However, the form the words take – the joining of two seemingly opposing concepts – is far more significant to the internal conflicts of the novel. The actual words of the 19th century ceremony are “for richer, for poorer,” so it’s Hugo who deliberately conjoins the two words with “and.” The idea of two opposite forces that must be reconciled, rather than chosen between, is a crucial theme throughout the novel. To give you a short sampling of the many opposites this novel holds in conjunction :
Staying and Leaving: Serena stands up to the Duke of Clermont by refusing to leave the bench outside his home until her situation is noticed; it’s eventually her departure to a house in the country that provides her security. Hugo, for his part, has to decide whether to stay in the Duke’s employ or leave to be with Serena. Eventually, he has to let Serena leave for a time, in order to create the conditions of permanence that allow them to stay together.

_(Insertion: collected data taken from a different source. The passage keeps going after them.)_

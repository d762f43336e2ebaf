//! Overload sets.
//!
//! [`OperatorSignatures`] holds every overload of one operator name, keyed
//! by signature. Resolution tries a direct lookup first, since most calls
//! hit an overload exactly, and only then scores every same-arity overload.

use std::hash::{Hash, Hasher};

use catalog_ir::{LibraryId, Name, OperatorId, Signature};
use rustc_hash::FxHashMap;
use tracing::trace;

use super::{ConversionContext, OperatorMatch, OperatorMatches};
use crate::context::ResolveContext;
use crate::CatalogError;

/// One overload: an operator handle plus its signature.
///
/// Equality and hashing use the signature only.
#[derive(Clone, Debug)]
pub struct OperatorSignature {
    pub operator: OperatorId,
    /// Qualified operator name; also the owning map's name.
    pub name: Name,
    pub library: Option<LibraryId>,
    pub signature: Signature,
}

impl PartialEq for OperatorSignature {
    fn eq(&self, other: &Self) -> bool {
        self.signature == other.signature
    }
}

impl Eq for OperatorSignature {}

impl Hash for OperatorSignature {
    fn hash<H: Hasher>(&self, state: &mut H) {
        self.signature.hash(state);
    }
}

/// All overloads of one name. No two share a signature.
#[derive(Clone, Debug, Default)]
pub struct OperatorSignatures {
    entries: Vec<OperatorSignature>,
    index: FxHashMap<Signature, usize>,
}

impl OperatorSignatures {
    pub fn new() -> Self {
        Self::default()
    }

    /// Add an overload. A duplicate signature is rejected and the set is left
    /// untouched.
    pub fn insert(&mut self, entry: OperatorSignature) -> Result<(), CatalogError> {
        if let Some(&existing) = self.index.get(&entry.signature) {
            return Err(CatalogError::DuplicateSignature {
                name: entry.name,
                existing: self.entries[existing].operator,
            });
        }
        self.index.insert(entry.signature.clone(), self.entries.len());
        self.entries.push(entry);
        Ok(())
    }

    pub fn remove(&mut self, signature: &Signature) -> Option<OperatorSignature> {
        let position = self.index.remove(signature)?;
        let removed = self.entries.swap_remove(position);
        if let Some(moved) = self.entries.get(position) {
            self.index.insert(moved.signature.clone(), position);
        }
        Some(removed)
    }

    #[inline]
    pub fn get(&self, signature: &Signature) -> Option<&OperatorSignature> {
        self.index.get(signature).map(|&i| &self.entries[i])
    }

    #[inline]
    pub fn contains(&self, signature: &Signature) -> bool {
        self.index.contains_key(signature)
    }

    pub fn iter(&self) -> impl Iterator<Item = &OperatorSignature> {
        self.entries.iter()
    }

    pub fn len(&self) -> usize {
        self.entries.len()
    }

    pub fn is_empty(&self) -> bool {
        self.entries.is_empty()
    }

    /// Score every overload against `call` into `matches`.
    pub fn resolve<'a>(
        &'a self,
        ctx: &mut ResolveContext<'_>,
        call: &Signature,
        is_exact: bool,
        matches: &mut OperatorMatches<'a>,
    ) {
        self.resolve_where(ctx, call, is_exact, matches, |_| true);
    }

    /// Like [`resolve`](Self::resolve), considering only overloads accepted by
    /// `admit`.
    pub fn resolve_where<'a>(
        &'a self,
        ctx: &mut ResolveContext<'_>,
        call: &Signature,
        is_exact: bool,
        matches: &mut OperatorMatches<'a>,
        admit: impl Fn(&OperatorSignature) -> bool,
    ) {
        if let Some(exact) = self.get(call).filter(|&s| admit(s)) {
            matches.add(OperatorMatch::exact(exact));
            return;
        }
        if is_exact {
            return;
        }

        let prune = ctx.config().prune_candidates;
        'candidates: for candidate in &self.entries {
            if candidate.signature.len() != call.len()
                || !admit(candidate)
                || matches.contains(candidate.operator)
            {
                continue;
            }

            let mut scored = OperatorMatch::new(candidate);
            for (arg, param) in call.iter().zip(candidate.signature.iter()) {
                if ctx.is(arg.ty, param.ty) {
                    scored.push_compatible();
                } else if arg.mode.is_by_reference() || param.mode.is_by_reference() {
                    scored.push_unconvertible();
                } else {
                    let path = ctx.conversion_path(arg.ty, param.ty);
                    scored.push_conversion(ConversionContext::new(arg.ty, param.ty, path));
                }

                if prune && matches.would_prune(&scored) {
                    trace!(operator = ?candidate.operator, "candidate pruned");
                    continue 'candidates;
                }
            }

            trace!(
                operator = ?candidate.operator,
                is_match = scored.is_match(),
                narrowing_score = scored.narrowing_score(),
                path_length = scored.path_length(),
                "candidate scored"
            );
            matches.add(scored);
        }
    }
}

#[cfg(test)]
#[allow(
    clippy::unwrap_used,
    clippy::expect_used,
    reason = "Tests use unwrap for brevity"
)]
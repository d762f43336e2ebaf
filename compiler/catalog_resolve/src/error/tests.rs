use super::*;
use catalog_ir::SignatureElement;
use pretty_assertions::assert_eq;

#[test]
fn catalog_error_codes() {
    assert_eq!(
        CatalogError::UnknownOperator(OperatorId::new(3)).code(),
        ErrorCode::E2002
    );
    assert_eq!(
        CatalogError::ReservedType(Idx::GENERIC).code(),
        ErrorCode::E2008
    );
    assert_eq!(
        CatalogError::UnknownLibrary(LibraryId::SYSTEM).code(),
        ErrorCode::E2005
    );
}

#[test]
fn exhausted_id_space_is_an_internal_error() {
    let interner = StringInterner::new();
    let error = CatalogError::CapacityExceeded { kind: "operator" };

    assert_eq!(error.code(), ErrorCode::E9001);
    let diag = error.to_diagnostic(&interner);
    assert_eq!(diag.to_string(), "error[E9001]: no free operator ids left");
}

#[test]
fn duplicate_signature_diagnostic_names_operator() {
    let interner = StringInterner::new();
    let name = interner.intern("Math.Add");
    let error = CatalogError::DuplicateSignature {
        name,
        existing: OperatorId::new(7),
    };

    let diag = error.to_diagnostic(&interner);
    assert_eq!(diag.code, ErrorCode::E2001);
    assert_eq!(
        diag.message,
        "operator `Math.Add` already has an overload with this signature"
    );
    assert_eq!(diag.notes, vec!["the existing overload is OperatorId(7)"]);
    assert_eq!(diag.suggestions.len(), 1);
}

#[test]
fn not_found_diagnostic() {
    let interner = StringInterner::new();
    let types = TypeRegistry::new(&interner);
    let failure = ResolutionFailure::NotFound {
        name: interner.intern("Frobnicate"),
    };

    assert_eq!(failure.code(), ErrorCode::E1001);
    let diag = failure.to_diagnostic(&interner, &types);
    assert_eq!(diag.message, "unknown operator `Frobnicate`");
}

#[test]
fn no_matching_signature_suggests_closest() {
    let interner = StringInterner::new();
    let mut types = TypeRegistry::new(&interner);
    let integer = types
        .register(interner.intern("Integer"), None, None)
        .expect("fresh");
    let text = types
        .register(interner.intern("Text"), None, None)
        .expect("fresh");
    let name = interner.intern("Add");

    let failure = ResolutionFailure::NoMatchingSignature {
        name,
        signature: Signature::from_types(&[text]),
        candidates: vec![name],
        closest: Some(ClosestCandidate {
            operator: OperatorId::new(0),
            name,
            signature: Signature::new([SignatureElement::value(integer)]),
        }),
    };

    let diag = failure.to_diagnostic(&interner, &types);
    assert_eq!(diag.code, ErrorCode::E1002);
    assert_eq!(diag.message, "no overload of `Add` accepts (Text)");
    assert_eq!(diag.notes, vec!["candidates: Add"]);
    assert_eq!(diag.suggestions[0].message, "did you mean `Add(Integer)`?");
}

#[test]
fn ambiguous_diagnostic_lists_candidates() {
    let interner = StringInterner::new();
    let types = TypeRegistry::new(&interner);
    let failure = ResolutionFailure::Ambiguous {
        name: interner.intern("Max"),
        signature: Signature::from_types(&[Idx::GENERIC]),
        candidates: vec![interner.intern("A.Max"), interner.intern("B.Max")],
    };

    let diag = failure.to_diagnostic(&interner, &types);
    assert_eq!(diag.code, ErrorCode::E1003);
    assert_eq!(diag.message, "ambiguous call to `Max` with (generic)");
    assert_eq!(diag.notes, vec!["candidates: A.Max, B.Max"]);
}
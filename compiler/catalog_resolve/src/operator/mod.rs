//! Operators and overload resolution.
//!
//! # Architecture
//!
//! ```text
//! OperatorMaps (name -> overload set, library-scoped resolve_call)
//!     └── OperatorMap (one name)
//!           └── OperatorSignatures (signature -> operator, scored resolve)
//!                 └── OperatorMatches / OperatorMatch (per-call scoring)
//! ```
//!
//! Operators themselves are owned by the catalog; everything in here holds
//! `OperatorId`s.

mod map;
mod matching;
mod signature;

pub use map::{BoundOperator, OperatorBinding, OperatorMap, OperatorMaps};
pub use matching::{ConversionContext, OperatorMatch, OperatorMatches};
pub use signature::{OperatorSignature, OperatorSignatures};

use catalog_ir::{Idx, LibraryId, Name, OperatorId, Signature};

/// A registered operator.
#[derive(Clone, Debug, PartialEq, Eq)]
pub struct Operator {
    pub id: OperatorId,
    /// Fully qualified name, e.g. `Math.Add`.
    pub name: Name,
    pub signature: Signature,
    pub return_type: Option<Idx>,
    /// Defining library; `None` for built-in operators.
    pub library: Option<LibraryId>,
}

/// Input for declaring an operator.
#[derive(Clone, Debug, PartialEq, Eq)]
pub struct OperatorDef {
    pub name: Name,
    pub signature: Signature,
    pub return_type: Option<Idx>,
    pub library: Option<LibraryId>,
}

impl OperatorDef {
    /// A built-in operator without a return value.
    pub fn new(name: Name, signature: Signature) -> Self {
        OperatorDef {
            name,
            signature,
            return_type: None,
            library: None,
        }
    }

    #[must_use]
    pub fn in_library(mut self, library: LibraryId) -> Self {
        self.library = Some(library);
        self
    }

    #[must_use]
    pub fn returning(mut self, ty: Idx) -> Self {
        self.return_type = Some(ty);
        self
    }

    /// Every type the operator mentions.
    pub fn types(&self) -> impl Iterator<Item = Idx> + '_ {
        self.signature.iter().map(|e| e.ty).chain(self.return_type)
    }
}

impl Operator {
    /// Whether `ty` appears in the signature or as the return type.
    pub fn mentions(&self, ty: Idx) -> bool {
        self.signature.mentions(ty) || self.return_type == Some(ty)
    }
}
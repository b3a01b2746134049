use core::any::{Any, TypeId, type_name};
use core::fmt;
use std::rc::Rc;

use crate::error::PickleError;
use crate::info::{PrimitiveArray, PrimitiveKind, PrimitiveType, RecordInfo, Typed};
use crate::reflect::{Ref, Reflect};

/// Produces a fresh value, e.g. a shell or a singleton instance.
pub type Factory = fn() -> Box<dyn Reflect>;

/// Turns a shared concrete object into a reference of some abstract type.
///
/// The input is the `Rc<RefCell<Concrete>>` as `Rc<dyn Any>`, the output is a
/// boxed `Ref<dyn Abstract>`. `None` means the object is not of the expected
/// concrete type.
pub type Upcast = fn(Rc<dyn Any>) -> Option<Box<dyn Reflect>>;

// -----------------------------------------------------------------------------
// TypeDescriptor

/// Everything the engine knows about one type.
///
/// Descriptors are built once per type and kept for the life of the process,
/// see [`Typed`] and [`DescriptorCell`](crate::info::DescriptorCell).
pub struct TypeDescriptor {
    type_id: TypeId,
    tag: &'static str,
    kind: TypeKind,
    hierarchy: Hierarchy,
    sharing: bool,
    instance: Option<InstanceOps>,
}

/// The structural kind of a type.
pub enum TypeKind {
    /// The uninhabited type.
    Never,
    Primitive(PrimitiveKind),
    Str,
    /// `Vec<T>` of a primitive `T`.
    PrimitiveArray(PrimitiveKind),
    Sequence(SequenceInfo),
    Nullable(NullableInfo),
    Shared(SharedInfo),
    Record(RecordInfo),
    Singleton(SingletonInfo),
    /// A trait object. Values are only reachable through [`Ref`].
    Abstract,
}

/// Whether, and how, a type can have subtypes.
pub enum Hierarchy {
    /// No subtypes exist.
    Final,
    /// Subtypes exist. The listed alternatives are tried in order before the
    /// runtime fallback.
    Open(Box<[Alternative]>),
    /// Any reflected type. Only used by `dyn Reflect`.
    Unbounded,
}

/// One statically known subtype of an open hierarchy.
#[derive(Clone, Copy)]
pub struct Alternative {
    descriptor: fn() -> &'static TypeDescriptor,
    upcast: Upcast,
}

impl Alternative {
    #[inline]
    pub const fn new(descriptor: fn() -> &'static TypeDescriptor, upcast: Upcast) -> Self {
        Self { descriptor, upcast }
    }

    #[inline]
    pub fn descriptor(&self) -> &'static TypeDescriptor {
        (self.descriptor)()
    }

    #[inline]
    pub fn upcast(&self) -> Upcast {
        self.upcast
    }
}

pub struct SequenceInfo {
    element: fn() -> &'static TypeDescriptor,
    collect: fn(Vec<Box<dyn Reflect>>) -> Result<Box<dyn Reflect>, PickleError>,
}

impl SequenceInfo {
    #[inline]
    pub fn element(&self) -> &'static TypeDescriptor {
        (self.element)()
    }

    /// Builds the collection from decoded elements.
    #[inline]
    pub fn collect(&self, items: Vec<Box<dyn Reflect>>) -> Result<Box<dyn Reflect>, PickleError> {
        (self.collect)(items)
    }
}

pub struct NullableInfo {
    inner: fn() -> &'static TypeDescriptor,
    none: Factory,
    some: fn(Box<dyn Reflect>) -> Result<Box<dyn Reflect>, PickleError>,
}

impl NullableInfo {
    #[inline]
    pub fn inner(&self) -> &'static TypeDescriptor {
        (self.inner)()
    }

    #[inline]
    pub fn none(&self) -> Box<dyn Reflect> {
        (self.none)()
    }

    #[inline]
    pub fn some(&self, value: Box<dyn Reflect>) -> Result<Box<dyn Reflect>, PickleError> {
        (self.some)(value)
    }
}

pub struct SharedInfo {
    target: fn() -> &'static TypeDescriptor,
    clone_ref: fn(&dyn Any) -> Option<Box<dyn Reflect>>,
}

impl SharedInfo {
    /// The descriptor of the referenced type, possibly abstract.
    #[inline]
    pub fn target(&self) -> &'static TypeDescriptor {
        (self.target)()
    }

    /// Clones a `Ref<T>` held in `object` into a new handle.
    #[inline]
    pub fn clone_ref(&self, object: &dyn Any) -> Option<Box<dyn Reflect>> {
        (self.clone_ref)(object)
    }
}

pub struct SingletonInfo {
    instance: Factory,
}

impl SingletonInfo {
    #[inline]
    pub fn instance(&self) -> Box<dyn Reflect> {
        (self.instance)()
    }
}

impl TypeDescriptor {
    /// Creates a final descriptor for a concrete type.
    ///
    /// Records and sequences share identity by default, value-like kinds do not.
    pub fn new<T: Reflect + Typed>(kind: TypeKind) -> Self {
        Self::concrete::<T>(kind, Some(InstanceOps::of::<T>()))
    }

    fn concrete<T: ?Sized + 'static>(kind: TypeKind, instance: Option<InstanceOps>) -> Self {
        let sharing = matches!(
            kind,
            TypeKind::Record(_) | TypeKind::Sequence(_) | TypeKind::PrimitiveArray(_)
        );
        Self {
            type_id: TypeId::of::<T>(),
            tag: type_name::<T>(),
            kind,
            hierarchy: Hierarchy::Final,
            sharing,
            instance,
        }
    }

    /// Creates the descriptor of a trait object type.
    pub fn abstract_type<T: ?Sized + 'static>(hierarchy: Hierarchy) -> Self {
        Self {
            type_id: TypeId::of::<T>(),
            tag: type_name::<T>(),
            kind: TypeKind::Abstract,
            hierarchy,
            sharing: true,
            instance: None,
        }
    }

    /// An open hierarchy with the given closed alternatives.
    #[inline]
    pub fn open<T: ?Sized + 'static>(alternatives: Vec<Alternative>) -> Self {
        Self::abstract_type::<T>(Hierarchy::Open(alternatives.into_boxed_slice()))
    }

    pub fn primitive<T: PrimitiveType + Reflect + Typed>() -> Self {
        Self::new::<T>(TypeKind::Primitive(T::KIND))
    }

    /// The descriptor of `Vec<T>`.
    ///
    /// Primitive elements produce a [`TypeKind::PrimitiveArray`].
    pub fn vec<T: Reflect + Typed>() -> Self {
        let kind = match T::descriptor().kind() {
            TypeKind::Primitive(kind) => TypeKind::PrimitiveArray(*kind),
            _ => TypeKind::Sequence(SequenceInfo {
                element: T::descriptor,
                collect: collect_vec::<T>,
            }),
        };
        Self::new::<Vec<T>>(kind)
    }

    /// The descriptor of `Option<T>`.
    pub fn nullable<T: Reflect + Typed>() -> Self {
        Self::new::<Option<T>>(TypeKind::Nullable(NullableInfo {
            inner: T::descriptor,
            none: none::<T>,
            some: some::<T>,
        }))
    }

    /// The descriptor of [`Ref<T>`].
    ///
    /// Carries no [`InstanceOps`]: instances of `Ref<Ref<T>>` are never built,
    /// so a `Ref` cannot itself be the target of a shared reference.
    pub fn shared<T: ?Sized + Reflect + Typed>() -> Self {
        Self::concrete::<Ref<T>>(
            TypeKind::Shared(SharedInfo {
                target: T::descriptor,
                clone_ref: clone_ref::<T>,
            }),
            None,
        )
    }

    pub fn singleton<T: Reflect + Typed>(instance: Factory) -> Self {
        Self::new::<T>(TypeKind::Singleton(SingletonInfo { instance }))
    }

    /// Overrides the type tag.
    #[inline]
    pub fn with_tag(mut self, tag: &'static str) -> Self {
        self.tag = tag;
        self
    }

    /// Enables or disables identity sharing for values of this type.
    #[inline]
    pub fn with_sharing(mut self, sharing: bool) -> Self {
        self.sharing = sharing;
        self
    }

    #[inline]
    pub fn type_id(&self) -> TypeId {
        self.type_id
    }

    /// The tag written to the stream when the type is not elided.
    #[inline]
    pub fn tag(&self) -> &'static str {
        self.tag
    }

    #[inline]
    pub fn kind(&self) -> &TypeKind {
        &self.kind
    }

    #[inline]
    pub fn hierarchy(&self) -> &Hierarchy {
        &self.hierarchy
    }

    /// Returns `true` if no subtype of this type can exist.
    #[inline]
    pub fn is_final(&self) -> bool {
        matches!(self.hierarchy, Hierarchy::Final)
    }

    /// Returns `true` if shared values of this type are deduplicated.
    #[inline]
    pub fn shares_identity(&self) -> bool {
        self.sharing
    }

    #[inline]
    pub fn instance(&self) -> Option<&InstanceOps> {
        self.instance.as_ref()
    }

    pub(crate) fn instance_or_err(&self) -> Result<&InstanceOps, PickleError> {
        self.instance
            .as_ref()
            .ok_or_else(|| PickleError::NoCodec(self.tag.into()))
    }

    #[inline]
    pub fn as_record(&self) -> Option<&RecordInfo> {
        match &self.kind {
            TypeKind::Record(info) => Some(info),
            _ => None,
        }
    }

    #[inline]
    pub fn is_never(&self) -> bool {
        matches!(self.kind, TypeKind::Never)
    }

    /// Returns `true` if a value of this type can never reach a shared reference.
    pub fn is_leaf(&self) -> bool {
        match &self.kind {
            TypeKind::Never
            | TypeKind::Primitive(_)
            | TypeKind::Str
            | TypeKind::PrimitiveArray(_)
            | TypeKind::Singleton(_) => true,
            TypeKind::Nullable(info) => info.inner().is_leaf(),
            TypeKind::Sequence(_)
            | TypeKind::Shared(_)
            | TypeKind::Record(_)
            | TypeKind::Abstract => false,
        }
    }

    /// Returns `true` if a value of this type may be part of a reference cycle.
    #[inline]
    pub fn may_participate_in_cycle(&self) -> bool {
        !self.is_leaf()
    }

    /// A value that can stand in until the real one is read.
    ///
    /// Available for nullable values, collections, singletons and records
    /// with a shell.
    pub fn placeholder(&self) -> Option<Box<dyn Reflect>> {
        match &self.kind {
            TypeKind::Nullable(info) => Some(info.none()),
            TypeKind::Sequence(info) => info.collect(Vec::new()).ok(),
            TypeKind::PrimitiveArray(kind) => Some(PrimitiveArray::empty(*kind).into_reflect()),
            TypeKind::Record(info) => info.shell().map(|shell| shell()),
            TypeKind::Singleton(info) => Some(info.instance()),
            _ => None,
        }
    }
}

impl fmt::Debug for TypeDescriptor {
    fn fmt(&self, f: &mut fmt::Formatter<'_>) -> fmt::Result {
        f.debug_struct("TypeDescriptor")
            .field("tag", &self.tag)
            .field("kind", &self.kind.name())
            .field("final", &self.is_final())
            .field("sharing", &self.sharing)
            .finish()
    }
}

impl TypeKind {
    pub fn name(&self) -> &'static str {
        match self {
            Self::Never => "never",
            Self::Primitive(_) => "primitive",
            Self::Str => "string",
            Self::PrimitiveArray(_) => "primitive array",
            Self::Sequence(_) => "sequence",
            Self::Nullable(_) => "nullable",
            Self::Shared(_) => "shared",
            Self::Record(_) => "record",
            Self::Singleton(_) => "singleton",
            Self::Abstract => "abstract",
        }
    }
}

fn collect_vec<T: Reflect + Typed>(
    items: Vec<Box<dyn Reflect>>,
) -> Result<Box<dyn Reflect>, PickleError> {
    let items = items
        .into_iter()
        .map(|item| item.take::<T>())
        .collect::<Result<Vec<T>, _>>()?;
    Ok(Box::new(items))
}

fn none<T: Reflect + Typed>() -> Box<dyn Reflect> {
    Box::new(None::<T>)
}

fn some<T: Reflect + Typed>(value: Box<dyn Reflect>) -> Result<Box<dyn Reflect>, PickleError> {
    Ok(Box::new(Some(value.take::<T>()?)))
}

fn clone_ref<T: ?Sized + Reflect + Typed>(object: &dyn Any) -> Option<Box<dyn Reflect>> {
    let object = object.downcast_ref::<Ref<T>>()?;
    Some(Box::new(Rc::clone(object)))
}

// -----------------------------------------------------------------------------
// InstanceOps

/// Type-erased operations on owned and shared instances of one concrete type.
#[derive(Clone, Copy)]
pub struct InstanceOps {
    share: fn(Box<dyn Reflect>) -> Result<Rc<dyn Any>, PickleError>,
    to_ref: fn(Rc<dyn Any>) -> Option<Box<dyn Reflect>>,
    to_dyn_ref: fn(Rc<dyn Any>) -> Option<Ref<dyn Reflect>>,
    patch: fn(
        &Rc<dyn Any>,
        &mut dyn FnMut(&mut dyn Reflect) -> Result<(), PickleError>,
    ) -> Result<(), PickleError>,
}

impl InstanceOps {
    pub fn of<T: Reflect + Typed>() -> Self {
        Self {
            share: share::<T>,
            to_ref: to_ref::<T>,
            to_dyn_ref: to_dyn_ref::<T>,
            patch: patch::<T>,
        }
    }

    /// Moves an owned value into a new `Rc<RefCell<T>>`.
    #[inline]
    pub fn share(&self, value: Box<dyn Reflect>) -> Result<Rc<dyn Any>, PickleError> {
        (self.share)(value)
    }

    /// Recovers the boxed `Ref<T>` of a shared object.
    #[inline]
    pub fn to_ref(&self, object: Rc<dyn Any>) -> Option<Box<dyn Reflect>> {
        (self.to_ref)(object)
    }

    #[inline]
    pub fn to_dyn_ref(&self, object: Rc<dyn Any>) -> Option<Ref<dyn Reflect>> {
        (self.to_dyn_ref)(object)
    }

    /// Mutably borrows a shared object.
    #[inline]
    pub fn patch(
        &self,
        object: &Rc<dyn Any>,
        f: &mut dyn FnMut(&mut dyn Reflect) -> Result<(), PickleError>,
    ) -> Result<(), PickleError> {
        (self.patch)(object, f)
    }
}

fn share<T: Reflect + Typed>(value: Box<dyn Reflect>) -> Result<Rc<dyn Any>, PickleError> {
    let value = value.take::<T>()?;
    Ok(crate::reflect::shared(value))
}

fn to_ref<T: Reflect + Typed>(object: Rc<dyn Any>) -> Option<Box<dyn Reflect>> {
    let object: Ref<T> = object.downcast().ok()?;
    Some(Box::new(object))
}

fn to_dyn_ref<T: Reflect + Typed>(object: Rc<dyn Any>) -> Option<Ref<dyn Reflect>> {
    let object: Ref<T> = object.downcast().ok()?;
    let object: Ref<dyn Reflect> = object;
    Some(object)
}

fn patch<T: Reflect + Typed>(
    object: &Rc<dyn Any>,
    f: &mut dyn FnMut(&mut dyn Reflect) -> Result<(), PickleError>,
) -> Result<(), PickleError> {
    let Some(cell) = object.downcast_ref::<core::cell::RefCell<T>>() else {
        return Err(PickleError::mismatch(type_name::<T>(), "<shared object>"));
    };
    let mut guard = cell
        .try_borrow_mut()
        .map_err(|_| PickleError::Borrowed(type_name::<T>().into()))?;
    f(&mut *guard)
}
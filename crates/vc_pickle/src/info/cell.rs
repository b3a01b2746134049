//! Containers for static storage of [`TypeDescriptor`]s.
//!
//! These are used to implement [`Typed`](crate::info::Typed).
//!
//! - [`DescriptorCell`]: for non-generic types, a plain [`OnceLock`].
//! - [`GenericDescriptorCell`]: for generic types. The `static CELL` inside a
//!   generic function is shared by every instantiation, so the cell keeps one
//!   descriptor per [`TypeId`].

use core::any::{Any, TypeId};
use std::sync::{OnceLock, PoisonError, RwLock};

use crate::hash::{TypeIdMap, type_id_map};
use crate::info::TypeDescriptor;

// -----------------------------------------------------------------------------
// DescriptorCell

/// Static storage of the descriptor of a non-generic type.
///
/// # Examples
///
/// ```
/// use vc_pickle::info::{DescriptorCell, TypeDescriptor};
///
/// struct Marker;
///
/// fn marker_descriptor() -> &'static TypeDescriptor {
///     static CELL: DescriptorCell = DescriptorCell::new();
///     CELL.get_or_init(|| TypeDescriptor::abstract_type::<Marker>(
///         vc_pickle::info::Hierarchy::Unbounded,
///     ))
/// }
///
/// assert!(core::ptr::eq(marker_descriptor(), marker_descriptor()));
/// ```
pub struct DescriptorCell(OnceLock<TypeDescriptor>);

impl DescriptorCell {
    #[inline]
    pub const fn new() -> Self {
        Self(OnceLock::new())
    }

    /// Returns the stored descriptor, building it with `f` on first use.
    ///
    /// `f` must not request the descriptor of the same type.
    #[inline]
    pub fn get_or_init(&self, f: impl FnOnce() -> TypeDescriptor) -> &TypeDescriptor {
        self.0.get_or_init(f)
    }
}

// -----------------------------------------------------------------------------
// GenericDescriptorCell

/// Static storage of the descriptors of a generic type.
///
/// # Examples
///
/// ```
/// use vc_pickle::info::{GenericDescriptorCell, TypeDescriptor, Hierarchy};
///
/// struct Wrapper<T>(T);
///
/// fn wrapper_descriptor<T: 'static>() -> &'static TypeDescriptor {
///     static CELL: GenericDescriptorCell = GenericDescriptorCell::new();
///     CELL.get_or_insert::<Wrapper<T>>(|| {
///         TypeDescriptor::abstract_type::<Wrapper<T>>(Hierarchy::Unbounded)
///     })
/// }
///
/// assert_ne!(wrapper_descriptor::<u8>().tag(), wrapper_descriptor::<u16>().tag());
/// ```
pub struct GenericDescriptorCell(RwLock<TypeIdMap<&'static TypeDescriptor>>);

impl GenericDescriptorCell {
    #[inline]
    pub const fn new() -> Self {
        Self(RwLock::new(type_id_map()))
    }

    /// Returns the descriptor stored for `G`, building it with `f` on first use.
    ///
    /// `f` runs outside the lock, so it may request descriptors of other
    /// instantiations of the same generic type. Concurrent first requests may
    /// both run `f`; only the first insertion is kept.
    #[inline(always)]
    pub fn get_or_insert<G: Any + ?Sized>(
        &self,
        f: impl FnOnce() -> TypeDescriptor,
    ) -> &'static TypeDescriptor {
        let type_id = TypeId::of::<G>();
        match self.get_by_type_id(type_id) {
            Some(descriptor) => descriptor,
            None => self.insert_by_type_id(type_id, f()),
        }
    }

    #[inline(never)]
    fn get_by_type_id(&self, type_id: TypeId) -> Option<&'static TypeDescriptor> {
        self.0
            .read()
            .unwrap_or_else(PoisonError::into_inner)
            .get(&type_id)
            .copied()
    }

    #[inline(never)]
    fn insert_by_type_id(&self, type_id: TypeId, value: TypeDescriptor) -> &'static TypeDescriptor {
        *self
            .0
            .write()
            .unwrap_or_else(PoisonError::into_inner)
            .entry(type_id)
            .or_insert_with(|| Box::leak(Box::new(value)))
    }
}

Inside and Outside: This novella does a lot with what is visible (Serena’s bench vigil is all about being seen) and what is invisible (her assault, to most people). Part of what is important about Hugo is his ability to internalize the truth of her rape without the outward proof of having seen it. The novella also explores what it means to be forced outside (Serena’s sister is agoraphobic and at one point is thrown out of her house), and what it means to feel safe both inside and outside one’s home.
Yes and No: The iconic love scene from this book involves not just Serena saying “yes” (enthusiastically), and Hugo saying “no” (strictly delimiting what he will not do without her permission), but also, more importantly, redefining consent in general as the freedom to say both “yes” and “no.”
So, starting off vows with Hugo inserting an “and” between two seeming opposites feels deeply meaningful. Serena and Hugo are fighting for the power to say “yes” and “no” to sex, the power both to leave when when they need to and stay when they want to. The word “and” is crucial to how the novel defines consent, and to the internal journey Serena and Hugo have to travel to their HEA.
Troth is the most opaque word of the four. While the narrator tells us Hugo doesn’t understand any of the words of the ceremony, troth is the one that we 21st century readers are least likely recognize. (It’s defined as “loyal or pledged faithfulness”). Once again, we have a word from the wedding vows reflecting both external and internal conflict. Externally, the Duke of Clermont’s infidelity to his wife – and his fear that it will be discovered – puts the events of the story in motion.
Internally, fidelity – trust and stability – are at the heart of what Hugo must offer Serena for their HEA to work. Fidelity as Hugo’s internal conflict should be understood as more than promising not to cheat on Serena. Rather, Hugo has to transfer his loyalty from the Duke of Clermont, (his “master” who is going to make him rich) to his wife, who who needs him to actively renounceone loyalty before pledging another. It’s this shift that echoes in “troth” : Hugo cannot give his freely without first rebuking the Duke and everything he stands for, allowing “troth” to represent an important symbol of his internal conflict.
Wife, the last of the four words, represents the culmination of the ceremony, and it also carries an external and an internal meaning. Externally, in legal terms, becoming a wife in 1835 would mean that Serena had to give up significant aspects of her financial control and personhood. Wife, at the end of this list of words, reminds us that any official ceremony may solve Serena’s external conflict, but it’s also risks taking away exactly what she’s been fighting against all throughout the novel.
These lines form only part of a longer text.